La série commença, avec la première semaine, Pasta alle cime di rapa, ma première publication engendra deux types de discussions, la première était : où avais-je bien pu trouver le très précieux ingrédient ? L’autre était : « comment traduire cime di rape en Français ? », j’hasardais une réponse, brocoli rave ?, mais je fus vite contredit par une amie traductrice italienne qui affirmait qu’il n’y avait pas de traduction, puisque le produit n’existait pas en France ! Je me souvins alors d’avoir il y a quelques années, publié une photo de mes premiers Carciofi alla Giudia et que la même personne m’avait alors reproché d’avoir traduit par artichauts à la Juive. J’ai par conséquent évité de nouvelles polémiques, mais cela me renforça dans l’idée que la cuisine est une affaire trop sérieuse, pour la laisser aux seuls cuisiniers de profession.

Parmi les menus de la première semaine : Risotto piselli e spinaci, Pane con lievito madre e farina rimacinata  (fait par mon fils Lucas), Couscous. Et puis durant  cette première semaine mon ami et collègue Francesco Forlani commence à se mettre en scène moitié prof, moitié cuisinier dans sa cuisine, des  performances artistico linguistico gastronomiques qui, ajoutées aux différentes discussions de plus en plus pointues à propos de la nourriture, me donnent l’envie d’organiser un véritable groupe, d’autant que je découvre que de plus en plus de personnes qui n’ont aucun lien avec l’Italie, s’avèrent être des passionnés de cuisine italienne..

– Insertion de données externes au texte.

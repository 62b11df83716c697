//! # seqkit
//!
//! Two low-level storage primitives and a uniform sequence abstraction
//! built on top of them.
//!
//! ## Overview
//!
//! - **Storage**: [`Buffer`](storage::Buffer), a contiguous block resized
//!   explicitly, and [`Chain`](storage::Chain), a singly-linked list whose
//!   nodes each own the rest of the chain.
//! - **Sequences**: the [`Sequence`](sequence::Sequence) trait with an
//!   array-backed and a chain-backed implementation. Every edit exists in a
//!   mutable flavor (changes the receiver) and a persistent flavor (returns
//!   an independent copy, leaves the receiver untouched).
//! - **Errors**: a single [`IndexOutOfRange`] error for every positional
//!   argument outside its valid range.
//!
//! No storage is ever shared between two instances: cloning, persistent
//! edits, sub-list extraction, and concatenation all allocate fresh storage.
//!
//! ## Example
//!
//! ```rust
//! use seqkit::prelude::*;
//!
//! let mut sequence = ArraySequence::new();
//! sequence.append_mut(10);
//! sequence.prepend_mut(5);
//! sequence.insert_at_mut(7, 1).unwrap();
//!
//! let extended = sequence.append(20);
//! assert_eq!(extended.len(), 4);
//! assert_eq!(sequence.len(), 3);
//! ```

#![forbid(unsafe_code)]
#![warn(missing_docs)]
#![warn(clippy::all)]
#![warn(clippy::pedantic)]
#![warn(clippy::nursery)]

/// Prelude module for convenient imports.
///
/// ```rust
/// use seqkit::prelude::*;
/// ```
pub mod prelude {
    pub use crate::error::IndexOutOfRange;
    pub use crate::sequence::*;
    pub use crate::storage::*;
}

pub mod error;
pub mod sequence;
pub mod storage;

pub use error::IndexOutOfRange;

Nous entamons la deuxième semaine, arrosto di maiale con cipolle, arance e mele, schiacciatine alle olive (Lucas), zuppa di carciofi , fave e piselli alla siciliana, risotto ai porcini, cinque buchi alla catanese, panelle, insalata di finocchi ed arance.

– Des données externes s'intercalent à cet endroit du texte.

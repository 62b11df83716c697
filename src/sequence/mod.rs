//! A uniform sequence abstraction over [`Buffer`](crate::storage::Buffer)
//! and [`Chain`](crate::storage::Chain).
//!
//! - [`ArraySequence`]: backed by a `Buffer`, O(1) positional reads
//! - [`ListSequence`]: backed by a `Chain`, O(1) prepend
//!
//! Every edit comes in two flavors:
//!
//! - **mutable** (`append_mut`, `prepend_mut`, `insert_at_mut`) changes the
//!   receiver in place with the backing store's native complexity;
//! - **persistent** (`append`, `prepend`, `insert_at`, `concat`) deep-copies
//!   the receiver's store, applies the edit to the copy and returns it as a
//!   new sequence of the same kind. The receiver is never modified, and the
//!   result shares no storage with it. These are always O(n).
//!
//! # Examples
//!
//! ```rust
//! use seqkit::sequence::{ArraySequence, ListSequence, Sequence};
//!
//! let mut array = ArraySequence::new();
//! array.append_mut(10);
//! array.prepend_mut(5);
//! array.insert_at_mut(7, 1).unwrap();
//!
//! let list = ListSequence::from_slice(&[1, 2]);
//!
//! // Concat reads the other sequence only through `len` and `get`,
//! // so either variant can be appended to either variant.
//! let joined = array.concat(&list).unwrap();
//! assert_eq!(joined.len(), 5);
//! assert_eq!(joined.get(3), Ok(&1));
//! assert_eq!(array.len(), 3);
//! ```

mod array;
mod list;

pub use array::ArraySequence;
pub use list::ListSequence;

use crate::error::IndexOutOfRange;

/// Positional reads plus mutable and persistent edge edits.
///
/// Reads and mutable edits are available on `dyn Sequence<T>`; persistent
/// edits return `Self` and therefore need a concrete, clonable receiver.
///
/// # Laws
///
/// For every sequence `s` and persistent edit `e`:
///
/// ```text
/// let before = s.clone();
/// let after = s.e(..);
/// s == before                               // receiver unchanged
/// a.concat(b)?.len() == a.len() + b.len()
/// a.concat(b)?.get(i) == a.get(i)            // i <  a.len()
/// a.concat(b)?.get(i) == b.get(i - a.len())  // i >= a.len()
/// ```
pub trait Sequence<T: Clone> {
    /// Returns a reference to the element at `index`.
    ///
    /// # Errors
    ///
    /// Returns [`IndexOutOfRange`] when `index >= self.len()`.
    fn get(&self, index: usize) -> Result<&T, IndexOutOfRange>;

    /// Returns the number of elements.
    fn len(&self) -> usize;

    /// Returns `true` if the sequence has no elements.
    fn is_empty(&self) -> bool {
        self.len() == 0
    }

    /// Returns a reference to the first element.
    ///
    /// # Errors
    ///
    /// Returns [`IndexOutOfRange`] when the sequence is empty.
    fn first(&self) -> Result<&T, IndexOutOfRange> {
        if self.is_empty() {
            return Err(IndexOutOfRange::reported(0, 0));
        }
        self.get(0)
    }

    /// Returns a reference to the last element.
    ///
    /// # Errors
    ///
    /// Returns [`IndexOutOfRange`] when the sequence is empty.
    fn last(&self) -> Result<&T, IndexOutOfRange> {
        match self.len().checked_sub(1) {
            Some(index) => self.get(index),
            None => Err(IndexOutOfRange::reported(0, 0)),
        }
    }

    /// Adds `element` at the end of this sequence.
    fn append_mut(&mut self, element: T);

    /// Adds `element` at the front of this sequence.
    fn prepend_mut(&mut self, element: T);

    /// Inserts `element` so that it ends up at position `index`.
    ///
    /// # Errors
    ///
    /// Returns [`IndexOutOfRange`] when `index > self.len()`; the sequence is
    /// left unchanged.
    fn insert_at_mut(&mut self, element: T, index: usize) -> Result<(), IndexOutOfRange>;

    /// Returns a copy of this sequence with `element` appended.
    #[must_use]
    fn append(&self, element: T) -> Self
    where
        Self: Sized + Clone,
    {
        tracing::trace!(length = self.len(), "persistent append");
        let mut copy = self.clone();
        copy.append_mut(element);
        copy
    }

    /// Returns a copy of this sequence with `element` prepended.
    #[must_use]
    fn prepend(&self, element: T) -> Self
    where
        Self: Sized + Clone,
    {
        tracing::trace!(length = self.len(), "persistent prepend");
        let mut copy = self.clone();
        copy.prepend_mut(element);
        copy
    }

    /// Returns a copy of this sequence with `element` inserted at `index`.
    ///
    /// # Errors
    ///
    /// Returns [`IndexOutOfRange`] when `index > self.len()`.
    fn insert_at(&self, element: T, index: usize) -> Result<Self, IndexOutOfRange>
    where
        Self: Sized + Clone,
    {
        tracing::trace!(length = self.len(), index, "persistent insert");
        let mut copy = self.clone();
        copy.insert_at_mut(element, index)?;
        Ok(copy)
    }

    /// Returns a copy of this sequence followed by copies of every element
    /// of `other`, in order. `other` may be any sequence variant.
    ///
    /// # Errors
    ///
    /// Returns the first [`IndexOutOfRange`] reported by `other.get` for an
    /// index below `other.len()`; no partial result is returned.
    fn concat<S>(&self, other: &S) -> Result<Self, IndexOutOfRange>
    where
        Self: Sized + Clone,
        S: Sequence<T> + ?Sized,
    {
        tracing::trace!(
            length = self.len(),
            other_length = other.len(),
            "persistent concat"
        );
        let mut copy = self.clone();
        for index in 0..other.len() {
            copy.append_mut(other.get(index)?.clone());
        }
        Ok(copy)
    }
}

#[cfg(test)]
mod tests {
    use super::*;
    use rstest::rstest;

    fn describe(sequence: &dyn Sequence<i32>) -> (usize, Option<i32>, Option<i32>) {
        (
            sequence.len(),
            sequence.first().ok().copied(),
            sequence.last().ok().copied(),
        )
    }

    #[rstest]
    fn test_reads_through_trait_object() {
        let array = ArraySequence::from_slice(&[1, 2, 3]);
        let list = ListSequence::from_slice(&[4, 5]);
        assert_eq!(describe(&array), (3, Some(1), Some(3)));
        assert_eq!(describe(&list), (2, Some(4), Some(5)));
    }

    #[rstest]
    fn test_empty_reads_through_trait_object() {
        let array: ArraySequence<i32> = ArraySequence::new();
        let list: ListSequence<i32> = ListSequence::new();
        assert_eq!(describe(&array), (0, None, None));
        assert_eq!(describe(&list), (0, None, None));
    }

    #[rstest]
    fn test_mutable_edits_through_trait_object() {
        let mut sequences: Vec<Box<dyn Sequence<i32>>> = vec![
            Box::new(ArraySequence::new()),
            Box::new(ListSequence::new()),
        ];
        for sequence in &mut sequences {
            sequence.append_mut(10);
            sequence.prepend_mut(5);
            sequence.insert_at_mut(7, 1).unwrap();
            assert_eq!(sequence.len(), 3);
            assert_eq!(sequence.get(1), Ok(&7));
        }
    }

    /// Reports `length` elements but can only read those in `elements`.
    struct Truncated {
        elements: Vec<i32>,
        length: usize,
    }

    impl Sequence<i32> for Truncated {
        fn get(&self, index: usize) -> Result<&i32, IndexOutOfRange> {
            self.elements
                .get(index)
                .ok_or_else(|| IndexOutOfRange::new(index, self.length))
        }

        fn len(&self) -> usize {
            self.length
        }

        fn append_mut(&mut self, element: i32) {
            self.elements.push(element);
            self.length += 1;
        }

        fn prepend_mut(&mut self, element: i32) {
            self.elements.insert(0, element);
            self.length += 1;
        }

        fn insert_at_mut(&mut self, element: i32, index: usize) -> Result<(), IndexOutOfRange> {
            if index > self.elements.len() {
                return Err(IndexOutOfRange::new(index, self.length));
            }
            self.elements.insert(index, element);
            self.length += 1;
            Ok(())
        }
    }

    #[rstest]
    fn test_concat_propagates_read_failure_from_other() {
        let other = Truncated {
            elements: vec![1],
            length: 3,
        };
        let array = ArraySequence::from_slice(&[0]);
        assert_eq!(array.concat(&other).unwrap_err(), IndexOutOfRange::new(1, 3));
        assert_eq!(array.len(), 1);

        let list = ListSequence::from_slice(&[0]);
        assert_eq!(list.concat(&other).unwrap_err(), IndexOutOfRange::new(1, 3));
        assert_eq!(list.len(), 1);
    }

    #[rstest]
    fn test_concat_accepts_trait_object() {
        let list = ListSequence::from_slice(&[3, 4]);
        let other: &dyn Sequence<i32> = &list;
        let joined = ArraySequence::from_slice(&[1, 2]).concat(other).unwrap();
        assert_eq!(joined, ArraySequence::from_slice(&[1, 2, 3, 4]));
    }
}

Entre temps, le 26 mars, je me décide à créer un groupe Facebook, Cuisiner Italien (ou pas) au temps du confinement. Le « ou pas » est important, la dominante ce sont les produits et les recettes italiennes, mais il se veut ouvert à des recettes d’autres origines. J’ai d’abord invité des proches, puis des relations Facebook, des italiens de France, certains ont invité à leur tour d’autres personnes, avec deux  points communs, l’amour de la cuisine italienne et l’adaptation aux rayons parfois vides des supermarchés. Les membres ont commencé à poster des photos de ce qu’ils cuisinaient, parmigiana di zucchine, polenta al forno, pasta, seppie e cozze, pane, tagliatelle, lasagne, ravioli, farfalle et passatelli fatti in casa, pasta ‘ncasciata del commissario montalbano, ciambelline al vino, gnocchi ricotta e noci, polpette, focaccia, frittata al sugo, reginette al pesto, trippa con patate, risotto magret affumicato e piselli, zuppa di piselli secchi, insalata di pasta. Des professionnels nous ont rejoints, comme le chef Dino De Bellis, la cheffe Daniela Ortini, la critique gastronomique Stefania Monaco, la journaliste Sara Rania, l’importatrice de produits siciliens Simona Restivo

Et puis le groupe s’est également ouvert à d’autres cuisines, on y a vu des cinnamon rolls, un ragoût des deux soleils iraniens, un bœuf bourguignon, des poivrons farcis à la bulgare… Nous avons échangé adresses, astuces, recettes, expérience. Le groupe ne cesse de croître, il est à l’heure où j’écris de 83 personnes.

Durant cette période nous avons une chose essentielle qui nous manque souvent en cuisine, le temps de préparer, de tester, d’être méticuleux dans la préparation des plats.

Au cours de la troisième semaine de confinement qui se termine, j’ai préparé une pasta con broccoli e acciughe, pasta alla norma, scaloppine al marsala, insalata di riso venere, pasta alla genovese.

A l’heure actuelle, personne ne sait quand et comment finira la période de confinement mais j’ai la certitude que cette chaîne du bien manger continuera à fonctionner.